I think reflecting on it there is probably a lot of state protection of this company and state connections between private US and Israeli individuals that guarantee clients as long as the work is as at a certain level (and yes not saying they have developed some horrible suite of software, just… small-minded). And maybe with this breathing room, it allows the role play of being a cutting-edge tech company without the risk which makes it a dream job and therefore a political asset in the polarized state. And maybe at the end of the day it’s less about building a tech company that is the best but developing Israeli institutional knowledge and collecting data, building connections, everything that isn’t software and above my pay-grade.

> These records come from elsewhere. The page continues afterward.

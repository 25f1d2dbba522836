//! Front page, settings form and the 404 fallback

use super::{back_to, state_token};
use crate::cookies::Cookies;
use crate::flash::FlashJar;
use crate::settings::Settings;
use crate::state::AppState;
use crate::template::{PageData, NOT_FOUND_TEMPLATE};
use axum::{
    extract::State,
    http::{HeaderMap, StatusCode},
    response::{IntoResponse, Redirect, Response},
    Form,
};
use serde::Deserialize;

/// Raw fields of the settings form.
#[derive(Debug, Default, Deserialize)]
pub struct SettingsForm {
    /// Time range wire name
    pub timecheck: Option<String>,
    /// Number of results
    pub limit: Option<String>,
}

/// `GET /`
pub async fn frontpage(State(state): State<AppState>, headers: HeaderMap, mut flash: FlashJar) -> Response {
    let (settings, cookies) = Settings::resolve(&headers, state.cookie_policy, state.cookie_max_age);
    let logged_in = state_token(&headers).is_some_and(|token| state.oauth.client(&token).is_some());

    let page = PageData {
        logged_in,
        ..PageData::new(settings, flash.drain_all())
    };
    let body = state.templates.render("frontpage", &page);

    (flash, cookies, body).into_response()
}

/// `POST /form`
pub async fn update_settings(
    State(state): State<AppState>,
    headers: HeaderMap,
    mut flash: FlashJar,
    Form(form): Form<SettingsForm>,
) -> Response {
    let (settings, warnings) = Settings::from_form(form.timecheck.as_deref(), form.limit.as_deref());
    for warning in warnings {
        flash.push_message(warning);
    }

    tracing::debug!(
        time_range = %settings.time_range,
        result_limit = settings.result_limit,
        "Updated settings"
    );

    let cookies = Cookies::new().with(settings.to_cookie(state.cookie_policy, state.cookie_max_age));
    (flash, cookies, Redirect::to(&back_to(&headers, "/form"))).into_response()
}

/// Fallback for unknown routes
pub async fn not_found(State(state): State<AppState>, headers: HeaderMap, mut flash: FlashJar) -> Response {
    let (settings, cookies) = Settings::resolve(&headers, state.cookie_policy, state.cookie_max_age);
    let page = PageData::new(settings, flash.drain_all());

    let mut body = state.templates.render(NOT_FOUND_TEMPLATE, &page);
    if body.status() == StatusCode::OK {
        *body.status_mut() = StatusCode::NOT_FOUND;
    }
    (flash, cookies, body).into_response()
}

I’m not sure.

To contrast this, I met with an Irish tech company in the same space a couple weeks later called Teamwork, I believe. The CEO himself met with me, discussed my work, even jokingly offered to hire me. Despite this guy founding a successful company, at no point did I feel “erased” or made to feel beneath him. To take a step back, I’m not making the point that “non-Israeli tech company” better than Israeli tech company. Thinking it through, I’ll say that, it seems like Gloat and the other Israeli tech companies I’ve read about, are more existentially-driven. Like doing their work, building their business, and developing their tech is predicated on surviving… which makes sense when you think it through. At the same time, from a tech focus, I think it holds them back since it’s a form of egocentrism and if you’re not the best, you need diversity of opinions to be the best.

dudisubekti•4w ago
Missing a lot of companies from the Snowden leaks, to put it diplomatically.
tonyhart7•4w ago
is it me or the website is so heavy ???? I think we can remove most of these animation
clanky•4w ago
It feels like ever since Snowden we've been watching and mapping and uncovering, and none of it has accomplished anything and it has only gotten worse. Why would I even care at this point what the exact topology looks like? It's much more straightforward just to operate from the assumption that absolutely everything I do on an electronic device (and much of my biometric activity within close proximity of those devices) is transparent, visible, catalogued, and archived.

We don't need more maps to this stuff. We need to seize the hard drives, gather any evidence of venal or traitorous motives on the part of the executives and decision-makers who built the systems, and take sledgehammers to the drives and servers and hard drives and recording devices and Flock cameras and all the rest.

spoopky•4w ago
This website is great, looks like they've done some comprehensive research here. It should be an excellent resource when I'm planning my next career move - plenty of interesting companies to send my resume to. Thanks guys!
brk•4w ago
It's a good starting catalog. Missing a handful of entries, but the data is mostly superficial and incomplete. Looks primarily like a giant web scraping project.